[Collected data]
Start of Block

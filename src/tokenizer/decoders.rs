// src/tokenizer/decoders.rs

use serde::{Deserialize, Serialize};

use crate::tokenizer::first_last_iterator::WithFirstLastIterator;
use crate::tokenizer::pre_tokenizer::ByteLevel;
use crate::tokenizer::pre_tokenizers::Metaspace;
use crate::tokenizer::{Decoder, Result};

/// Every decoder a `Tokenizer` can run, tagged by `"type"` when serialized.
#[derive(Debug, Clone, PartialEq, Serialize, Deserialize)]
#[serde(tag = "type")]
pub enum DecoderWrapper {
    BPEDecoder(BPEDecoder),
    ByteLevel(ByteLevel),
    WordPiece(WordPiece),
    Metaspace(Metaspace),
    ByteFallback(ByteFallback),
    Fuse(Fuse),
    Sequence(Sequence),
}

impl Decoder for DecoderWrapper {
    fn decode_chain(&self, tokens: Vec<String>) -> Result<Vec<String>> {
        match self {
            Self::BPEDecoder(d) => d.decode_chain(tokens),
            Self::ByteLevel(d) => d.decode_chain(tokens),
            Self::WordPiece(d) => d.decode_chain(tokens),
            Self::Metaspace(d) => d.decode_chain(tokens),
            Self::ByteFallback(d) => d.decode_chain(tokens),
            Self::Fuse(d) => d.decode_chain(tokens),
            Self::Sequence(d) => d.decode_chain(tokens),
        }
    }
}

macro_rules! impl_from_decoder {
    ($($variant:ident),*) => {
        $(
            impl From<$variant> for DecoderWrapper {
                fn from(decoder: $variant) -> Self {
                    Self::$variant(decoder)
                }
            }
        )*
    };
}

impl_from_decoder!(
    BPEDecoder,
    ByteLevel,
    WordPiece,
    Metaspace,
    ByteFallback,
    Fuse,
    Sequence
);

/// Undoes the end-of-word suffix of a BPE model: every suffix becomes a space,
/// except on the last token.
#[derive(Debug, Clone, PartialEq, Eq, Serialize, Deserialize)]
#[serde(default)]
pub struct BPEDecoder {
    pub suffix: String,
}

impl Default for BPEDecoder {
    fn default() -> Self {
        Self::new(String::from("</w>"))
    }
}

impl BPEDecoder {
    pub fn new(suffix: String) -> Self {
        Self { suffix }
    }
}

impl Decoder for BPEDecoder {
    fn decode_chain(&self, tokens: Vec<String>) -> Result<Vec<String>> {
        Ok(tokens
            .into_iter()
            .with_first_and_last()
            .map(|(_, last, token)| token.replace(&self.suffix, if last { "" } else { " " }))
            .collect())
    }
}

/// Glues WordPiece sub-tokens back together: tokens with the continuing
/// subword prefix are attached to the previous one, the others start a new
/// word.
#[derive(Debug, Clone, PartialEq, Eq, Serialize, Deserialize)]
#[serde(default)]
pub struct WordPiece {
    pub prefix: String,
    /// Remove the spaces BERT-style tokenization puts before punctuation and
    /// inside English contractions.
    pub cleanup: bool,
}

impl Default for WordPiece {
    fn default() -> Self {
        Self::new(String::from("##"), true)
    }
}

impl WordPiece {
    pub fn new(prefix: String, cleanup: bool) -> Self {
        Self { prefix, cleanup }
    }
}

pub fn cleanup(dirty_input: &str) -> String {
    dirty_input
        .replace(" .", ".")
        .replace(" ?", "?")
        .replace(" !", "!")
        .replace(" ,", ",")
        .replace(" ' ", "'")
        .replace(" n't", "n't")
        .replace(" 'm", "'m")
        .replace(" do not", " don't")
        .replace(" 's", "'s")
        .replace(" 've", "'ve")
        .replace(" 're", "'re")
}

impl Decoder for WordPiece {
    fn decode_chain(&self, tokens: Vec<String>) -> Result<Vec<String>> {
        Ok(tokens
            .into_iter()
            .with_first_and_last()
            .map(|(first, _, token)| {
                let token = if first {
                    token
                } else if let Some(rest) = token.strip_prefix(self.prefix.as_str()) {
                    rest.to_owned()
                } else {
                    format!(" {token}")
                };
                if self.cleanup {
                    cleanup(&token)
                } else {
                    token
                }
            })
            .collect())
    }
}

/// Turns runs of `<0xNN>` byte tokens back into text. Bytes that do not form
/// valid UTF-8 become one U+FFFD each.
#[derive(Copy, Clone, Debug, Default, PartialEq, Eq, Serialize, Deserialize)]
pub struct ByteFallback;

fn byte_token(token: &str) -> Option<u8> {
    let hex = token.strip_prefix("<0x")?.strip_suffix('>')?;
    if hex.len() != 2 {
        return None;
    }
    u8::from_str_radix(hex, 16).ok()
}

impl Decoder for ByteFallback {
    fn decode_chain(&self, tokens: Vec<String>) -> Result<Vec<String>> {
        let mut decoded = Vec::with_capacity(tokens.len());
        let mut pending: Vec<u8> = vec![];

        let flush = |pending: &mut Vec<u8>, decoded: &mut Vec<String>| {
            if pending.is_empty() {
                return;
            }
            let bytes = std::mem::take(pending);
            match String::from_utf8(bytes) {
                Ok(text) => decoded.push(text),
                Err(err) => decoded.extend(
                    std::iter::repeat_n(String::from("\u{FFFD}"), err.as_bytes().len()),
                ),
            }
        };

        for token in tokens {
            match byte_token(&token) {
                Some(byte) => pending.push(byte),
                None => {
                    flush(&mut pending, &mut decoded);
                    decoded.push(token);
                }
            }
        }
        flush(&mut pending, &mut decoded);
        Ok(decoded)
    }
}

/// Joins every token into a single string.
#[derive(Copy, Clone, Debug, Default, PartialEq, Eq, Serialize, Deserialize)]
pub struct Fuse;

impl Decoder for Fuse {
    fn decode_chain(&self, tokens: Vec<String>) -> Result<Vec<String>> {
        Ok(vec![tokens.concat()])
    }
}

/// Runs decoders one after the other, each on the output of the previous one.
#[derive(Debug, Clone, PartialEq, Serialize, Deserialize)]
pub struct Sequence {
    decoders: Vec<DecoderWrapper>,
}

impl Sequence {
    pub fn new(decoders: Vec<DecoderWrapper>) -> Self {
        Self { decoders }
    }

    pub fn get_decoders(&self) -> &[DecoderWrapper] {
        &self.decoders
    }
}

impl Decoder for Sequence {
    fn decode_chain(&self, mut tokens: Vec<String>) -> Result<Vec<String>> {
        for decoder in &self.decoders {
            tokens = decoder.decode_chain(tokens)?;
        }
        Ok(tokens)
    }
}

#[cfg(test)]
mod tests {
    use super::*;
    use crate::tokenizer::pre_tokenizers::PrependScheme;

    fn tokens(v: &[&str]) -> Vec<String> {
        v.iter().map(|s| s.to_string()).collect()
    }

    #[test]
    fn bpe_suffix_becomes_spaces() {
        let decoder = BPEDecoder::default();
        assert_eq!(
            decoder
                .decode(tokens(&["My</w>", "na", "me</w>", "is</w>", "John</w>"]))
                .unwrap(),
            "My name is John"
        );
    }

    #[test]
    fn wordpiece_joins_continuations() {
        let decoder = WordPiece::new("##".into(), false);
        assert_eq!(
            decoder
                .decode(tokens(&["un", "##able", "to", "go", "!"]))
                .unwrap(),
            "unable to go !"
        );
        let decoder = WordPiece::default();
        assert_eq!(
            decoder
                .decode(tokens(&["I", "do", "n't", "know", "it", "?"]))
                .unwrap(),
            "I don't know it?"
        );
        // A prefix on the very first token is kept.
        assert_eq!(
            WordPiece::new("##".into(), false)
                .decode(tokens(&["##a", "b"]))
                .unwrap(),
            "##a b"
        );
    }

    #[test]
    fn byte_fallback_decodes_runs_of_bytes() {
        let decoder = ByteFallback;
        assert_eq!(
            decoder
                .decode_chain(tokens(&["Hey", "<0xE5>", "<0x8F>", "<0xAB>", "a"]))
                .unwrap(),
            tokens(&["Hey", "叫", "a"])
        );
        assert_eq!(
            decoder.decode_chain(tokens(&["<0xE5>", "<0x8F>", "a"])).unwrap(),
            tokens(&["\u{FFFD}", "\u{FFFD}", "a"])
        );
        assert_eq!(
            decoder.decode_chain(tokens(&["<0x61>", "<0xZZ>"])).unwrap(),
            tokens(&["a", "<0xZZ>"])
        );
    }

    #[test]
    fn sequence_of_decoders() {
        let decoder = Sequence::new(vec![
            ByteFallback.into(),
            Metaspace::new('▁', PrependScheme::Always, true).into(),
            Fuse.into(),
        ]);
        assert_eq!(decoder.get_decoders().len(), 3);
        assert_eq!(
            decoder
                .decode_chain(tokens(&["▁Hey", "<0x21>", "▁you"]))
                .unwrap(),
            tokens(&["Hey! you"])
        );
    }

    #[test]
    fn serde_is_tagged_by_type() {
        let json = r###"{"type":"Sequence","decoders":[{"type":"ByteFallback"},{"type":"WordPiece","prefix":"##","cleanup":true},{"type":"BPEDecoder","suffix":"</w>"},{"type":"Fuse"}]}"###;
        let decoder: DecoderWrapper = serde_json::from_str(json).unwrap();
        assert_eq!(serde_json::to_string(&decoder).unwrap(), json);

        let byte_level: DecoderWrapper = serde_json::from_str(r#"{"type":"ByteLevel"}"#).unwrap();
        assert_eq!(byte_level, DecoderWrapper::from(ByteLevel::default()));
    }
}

End of Block
Start of Block

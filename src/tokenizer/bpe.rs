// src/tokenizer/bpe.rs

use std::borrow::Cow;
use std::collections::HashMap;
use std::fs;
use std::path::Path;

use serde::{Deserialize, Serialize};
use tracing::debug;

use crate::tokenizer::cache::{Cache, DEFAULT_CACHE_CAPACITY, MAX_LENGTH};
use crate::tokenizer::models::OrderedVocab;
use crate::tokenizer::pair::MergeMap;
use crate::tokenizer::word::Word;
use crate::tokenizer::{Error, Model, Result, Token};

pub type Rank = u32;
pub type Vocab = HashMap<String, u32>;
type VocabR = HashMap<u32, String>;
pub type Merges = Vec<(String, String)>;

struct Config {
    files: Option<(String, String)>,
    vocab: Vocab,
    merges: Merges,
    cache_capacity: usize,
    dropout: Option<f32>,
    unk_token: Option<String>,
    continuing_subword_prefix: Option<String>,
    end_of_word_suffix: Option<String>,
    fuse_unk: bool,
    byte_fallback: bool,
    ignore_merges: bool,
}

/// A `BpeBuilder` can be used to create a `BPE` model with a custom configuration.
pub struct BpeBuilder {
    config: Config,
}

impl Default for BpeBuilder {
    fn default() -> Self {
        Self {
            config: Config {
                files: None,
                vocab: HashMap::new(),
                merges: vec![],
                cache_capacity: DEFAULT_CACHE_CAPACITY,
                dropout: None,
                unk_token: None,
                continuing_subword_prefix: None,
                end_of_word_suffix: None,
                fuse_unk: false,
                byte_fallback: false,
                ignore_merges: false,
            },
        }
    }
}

End of Block
Start of Block

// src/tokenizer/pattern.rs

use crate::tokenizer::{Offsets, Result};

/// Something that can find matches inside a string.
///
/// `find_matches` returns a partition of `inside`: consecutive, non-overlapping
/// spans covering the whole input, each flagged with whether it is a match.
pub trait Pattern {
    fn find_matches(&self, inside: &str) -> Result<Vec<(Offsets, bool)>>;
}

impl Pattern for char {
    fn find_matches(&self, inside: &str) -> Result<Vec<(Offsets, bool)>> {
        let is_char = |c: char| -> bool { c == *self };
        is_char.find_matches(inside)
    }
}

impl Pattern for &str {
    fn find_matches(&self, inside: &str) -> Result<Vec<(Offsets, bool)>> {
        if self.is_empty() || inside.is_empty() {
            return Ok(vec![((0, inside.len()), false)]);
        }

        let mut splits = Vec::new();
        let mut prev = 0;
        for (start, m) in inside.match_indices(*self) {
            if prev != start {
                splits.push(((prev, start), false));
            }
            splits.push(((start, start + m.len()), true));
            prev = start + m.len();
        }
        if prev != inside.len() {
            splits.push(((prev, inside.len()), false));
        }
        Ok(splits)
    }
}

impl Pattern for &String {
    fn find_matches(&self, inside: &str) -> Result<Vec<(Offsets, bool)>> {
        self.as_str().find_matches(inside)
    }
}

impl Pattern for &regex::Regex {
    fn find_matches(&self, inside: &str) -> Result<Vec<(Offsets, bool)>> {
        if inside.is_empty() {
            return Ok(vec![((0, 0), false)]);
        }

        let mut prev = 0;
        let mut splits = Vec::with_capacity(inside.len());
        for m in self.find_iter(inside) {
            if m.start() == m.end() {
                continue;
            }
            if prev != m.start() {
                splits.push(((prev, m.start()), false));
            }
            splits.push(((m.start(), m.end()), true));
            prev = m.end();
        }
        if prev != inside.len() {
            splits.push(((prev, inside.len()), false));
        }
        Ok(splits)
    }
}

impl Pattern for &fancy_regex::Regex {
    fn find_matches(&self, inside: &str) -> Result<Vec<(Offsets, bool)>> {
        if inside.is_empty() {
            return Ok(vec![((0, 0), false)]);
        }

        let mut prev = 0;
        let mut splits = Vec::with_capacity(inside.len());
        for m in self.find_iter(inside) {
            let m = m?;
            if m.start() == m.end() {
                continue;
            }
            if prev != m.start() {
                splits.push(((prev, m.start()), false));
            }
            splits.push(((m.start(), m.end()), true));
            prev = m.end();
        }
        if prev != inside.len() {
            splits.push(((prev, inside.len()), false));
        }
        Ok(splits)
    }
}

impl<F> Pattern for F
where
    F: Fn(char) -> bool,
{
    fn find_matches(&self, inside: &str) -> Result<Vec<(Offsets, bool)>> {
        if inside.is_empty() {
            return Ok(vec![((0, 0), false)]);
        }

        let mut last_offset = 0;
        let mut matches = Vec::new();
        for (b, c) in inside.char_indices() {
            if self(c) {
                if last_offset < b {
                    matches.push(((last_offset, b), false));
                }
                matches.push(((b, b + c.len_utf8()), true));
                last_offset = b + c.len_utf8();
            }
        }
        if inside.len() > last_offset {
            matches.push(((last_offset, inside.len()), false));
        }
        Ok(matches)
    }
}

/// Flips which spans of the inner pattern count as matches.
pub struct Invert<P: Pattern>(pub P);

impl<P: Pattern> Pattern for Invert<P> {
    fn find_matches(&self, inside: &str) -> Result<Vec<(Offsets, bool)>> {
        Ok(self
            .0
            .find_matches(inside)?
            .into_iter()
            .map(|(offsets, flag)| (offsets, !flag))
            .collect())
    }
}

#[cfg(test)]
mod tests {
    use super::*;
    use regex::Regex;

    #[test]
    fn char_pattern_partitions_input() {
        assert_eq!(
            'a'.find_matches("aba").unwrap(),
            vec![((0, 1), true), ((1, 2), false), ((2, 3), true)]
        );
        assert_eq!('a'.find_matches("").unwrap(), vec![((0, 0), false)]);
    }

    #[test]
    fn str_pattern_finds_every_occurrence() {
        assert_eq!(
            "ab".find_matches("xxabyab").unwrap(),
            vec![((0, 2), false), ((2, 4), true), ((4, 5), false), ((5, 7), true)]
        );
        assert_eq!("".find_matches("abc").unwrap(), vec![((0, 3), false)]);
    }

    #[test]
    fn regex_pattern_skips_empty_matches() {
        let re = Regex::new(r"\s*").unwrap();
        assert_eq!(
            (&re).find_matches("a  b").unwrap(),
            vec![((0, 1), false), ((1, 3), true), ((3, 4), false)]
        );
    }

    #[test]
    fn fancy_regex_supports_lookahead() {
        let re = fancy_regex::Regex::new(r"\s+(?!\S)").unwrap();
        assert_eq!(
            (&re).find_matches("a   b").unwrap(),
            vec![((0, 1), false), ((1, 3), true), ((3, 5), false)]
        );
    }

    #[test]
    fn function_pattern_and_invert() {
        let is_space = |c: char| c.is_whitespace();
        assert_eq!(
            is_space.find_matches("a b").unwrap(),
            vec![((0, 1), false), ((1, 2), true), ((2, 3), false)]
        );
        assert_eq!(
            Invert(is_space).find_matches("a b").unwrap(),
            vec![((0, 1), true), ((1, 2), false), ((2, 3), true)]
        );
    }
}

End of Block

_Exercise instructions_: For the string "know", go through the entries above and copy each line where it occurs.

_Response below_:
                .decode(tokens(&["I", "do", "n't", "know", "it", "?"]))
            "I don't know it?"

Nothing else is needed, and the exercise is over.